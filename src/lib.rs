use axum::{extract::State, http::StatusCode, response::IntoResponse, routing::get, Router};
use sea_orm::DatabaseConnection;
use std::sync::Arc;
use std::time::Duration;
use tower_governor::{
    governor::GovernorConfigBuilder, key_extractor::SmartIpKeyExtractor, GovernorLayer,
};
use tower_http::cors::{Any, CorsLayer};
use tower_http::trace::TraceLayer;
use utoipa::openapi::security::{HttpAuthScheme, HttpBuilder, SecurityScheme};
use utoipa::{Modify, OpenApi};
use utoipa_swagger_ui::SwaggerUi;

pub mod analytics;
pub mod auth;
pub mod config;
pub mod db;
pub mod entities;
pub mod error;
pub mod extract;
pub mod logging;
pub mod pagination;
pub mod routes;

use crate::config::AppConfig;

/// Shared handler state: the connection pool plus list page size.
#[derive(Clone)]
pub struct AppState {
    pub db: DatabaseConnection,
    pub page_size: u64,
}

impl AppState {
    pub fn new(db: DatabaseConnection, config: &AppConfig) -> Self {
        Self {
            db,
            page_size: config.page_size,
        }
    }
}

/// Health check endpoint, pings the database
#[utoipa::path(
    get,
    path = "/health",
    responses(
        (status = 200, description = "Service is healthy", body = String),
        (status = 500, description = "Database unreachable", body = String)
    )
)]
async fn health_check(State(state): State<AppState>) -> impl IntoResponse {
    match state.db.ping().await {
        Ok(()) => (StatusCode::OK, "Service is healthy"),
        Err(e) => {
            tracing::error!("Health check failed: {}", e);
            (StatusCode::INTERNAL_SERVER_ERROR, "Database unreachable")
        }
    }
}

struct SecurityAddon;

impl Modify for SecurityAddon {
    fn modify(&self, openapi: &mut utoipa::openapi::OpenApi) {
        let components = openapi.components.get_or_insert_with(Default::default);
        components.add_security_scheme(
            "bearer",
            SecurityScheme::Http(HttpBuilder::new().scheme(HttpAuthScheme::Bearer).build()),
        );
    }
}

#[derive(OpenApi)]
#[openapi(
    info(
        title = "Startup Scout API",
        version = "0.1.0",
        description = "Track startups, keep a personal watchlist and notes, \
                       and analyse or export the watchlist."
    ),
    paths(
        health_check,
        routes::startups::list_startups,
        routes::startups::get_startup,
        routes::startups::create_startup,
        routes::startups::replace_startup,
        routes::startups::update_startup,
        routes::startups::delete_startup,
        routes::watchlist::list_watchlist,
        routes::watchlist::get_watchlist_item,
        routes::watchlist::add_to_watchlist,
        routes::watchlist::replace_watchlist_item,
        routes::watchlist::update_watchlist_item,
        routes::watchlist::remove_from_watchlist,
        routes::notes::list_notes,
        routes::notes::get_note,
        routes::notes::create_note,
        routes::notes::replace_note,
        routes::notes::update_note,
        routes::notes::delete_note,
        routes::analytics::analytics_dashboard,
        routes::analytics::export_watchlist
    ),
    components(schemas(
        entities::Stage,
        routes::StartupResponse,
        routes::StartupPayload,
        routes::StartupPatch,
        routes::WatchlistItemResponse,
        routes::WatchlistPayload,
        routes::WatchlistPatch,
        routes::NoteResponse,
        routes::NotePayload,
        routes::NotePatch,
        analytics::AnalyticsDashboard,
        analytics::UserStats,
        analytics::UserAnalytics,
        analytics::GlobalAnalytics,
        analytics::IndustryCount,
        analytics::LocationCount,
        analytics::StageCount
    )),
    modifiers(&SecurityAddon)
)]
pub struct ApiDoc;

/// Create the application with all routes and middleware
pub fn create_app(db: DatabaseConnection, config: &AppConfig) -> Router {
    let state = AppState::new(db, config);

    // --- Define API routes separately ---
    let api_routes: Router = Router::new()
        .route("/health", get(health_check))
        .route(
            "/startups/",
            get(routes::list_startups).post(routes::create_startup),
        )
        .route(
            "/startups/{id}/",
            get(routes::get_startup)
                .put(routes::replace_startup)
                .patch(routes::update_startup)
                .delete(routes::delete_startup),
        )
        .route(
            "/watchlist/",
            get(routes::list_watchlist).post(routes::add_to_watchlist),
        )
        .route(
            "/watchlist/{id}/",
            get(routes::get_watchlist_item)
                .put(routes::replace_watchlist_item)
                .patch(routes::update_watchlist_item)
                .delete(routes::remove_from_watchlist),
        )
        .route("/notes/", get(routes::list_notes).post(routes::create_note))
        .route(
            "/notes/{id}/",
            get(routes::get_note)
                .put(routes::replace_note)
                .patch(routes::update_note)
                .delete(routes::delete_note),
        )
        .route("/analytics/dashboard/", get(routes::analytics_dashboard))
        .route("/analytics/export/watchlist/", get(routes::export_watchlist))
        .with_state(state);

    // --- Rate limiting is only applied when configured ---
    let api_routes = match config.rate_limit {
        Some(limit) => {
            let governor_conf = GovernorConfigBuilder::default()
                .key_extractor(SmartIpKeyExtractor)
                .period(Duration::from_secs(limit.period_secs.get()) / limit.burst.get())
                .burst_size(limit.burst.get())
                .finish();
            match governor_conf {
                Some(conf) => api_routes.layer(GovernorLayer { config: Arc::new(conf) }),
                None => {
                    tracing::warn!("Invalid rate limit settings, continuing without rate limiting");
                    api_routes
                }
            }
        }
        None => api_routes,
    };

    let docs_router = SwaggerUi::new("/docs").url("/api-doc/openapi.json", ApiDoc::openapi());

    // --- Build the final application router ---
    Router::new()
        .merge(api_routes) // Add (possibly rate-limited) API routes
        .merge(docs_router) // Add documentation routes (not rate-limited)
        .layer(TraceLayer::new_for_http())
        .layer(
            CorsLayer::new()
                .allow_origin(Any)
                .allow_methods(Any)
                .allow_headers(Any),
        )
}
----------
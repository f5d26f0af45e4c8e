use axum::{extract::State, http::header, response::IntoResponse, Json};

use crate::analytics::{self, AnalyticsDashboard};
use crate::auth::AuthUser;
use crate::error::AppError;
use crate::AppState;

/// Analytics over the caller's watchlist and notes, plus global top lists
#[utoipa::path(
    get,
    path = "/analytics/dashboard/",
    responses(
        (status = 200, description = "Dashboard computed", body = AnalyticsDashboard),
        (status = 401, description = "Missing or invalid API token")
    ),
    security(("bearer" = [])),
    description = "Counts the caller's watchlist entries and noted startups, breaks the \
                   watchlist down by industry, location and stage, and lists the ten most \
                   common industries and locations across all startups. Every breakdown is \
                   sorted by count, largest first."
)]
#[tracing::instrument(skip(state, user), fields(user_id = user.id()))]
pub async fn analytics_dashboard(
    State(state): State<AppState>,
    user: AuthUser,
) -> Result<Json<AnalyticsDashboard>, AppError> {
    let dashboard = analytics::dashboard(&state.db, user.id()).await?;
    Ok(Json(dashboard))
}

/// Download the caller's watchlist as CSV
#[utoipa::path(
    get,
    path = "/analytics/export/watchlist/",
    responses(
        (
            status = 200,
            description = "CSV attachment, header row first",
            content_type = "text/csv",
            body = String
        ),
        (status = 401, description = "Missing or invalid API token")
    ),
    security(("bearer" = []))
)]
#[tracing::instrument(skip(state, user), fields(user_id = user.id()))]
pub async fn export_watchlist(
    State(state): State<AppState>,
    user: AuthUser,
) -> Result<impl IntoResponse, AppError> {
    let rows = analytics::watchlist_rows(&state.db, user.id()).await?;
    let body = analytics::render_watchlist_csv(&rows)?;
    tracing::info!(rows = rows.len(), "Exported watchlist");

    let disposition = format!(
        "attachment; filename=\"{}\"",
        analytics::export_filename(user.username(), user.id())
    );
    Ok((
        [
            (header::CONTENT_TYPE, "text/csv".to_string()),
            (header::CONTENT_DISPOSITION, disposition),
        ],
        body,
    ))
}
----------
§ **Action item**:
Check each line of the data above, and please copy the ones in which the string "GovernorLayer" occurs.

§ **Task response**:
    governor::GovernorConfigBuilder, key_extractor::SmartIpKeyExtractor, GovernorLayer,
                Some(conf) => api_routes.layer(GovernorLayer { config: Arc::new(conf) }),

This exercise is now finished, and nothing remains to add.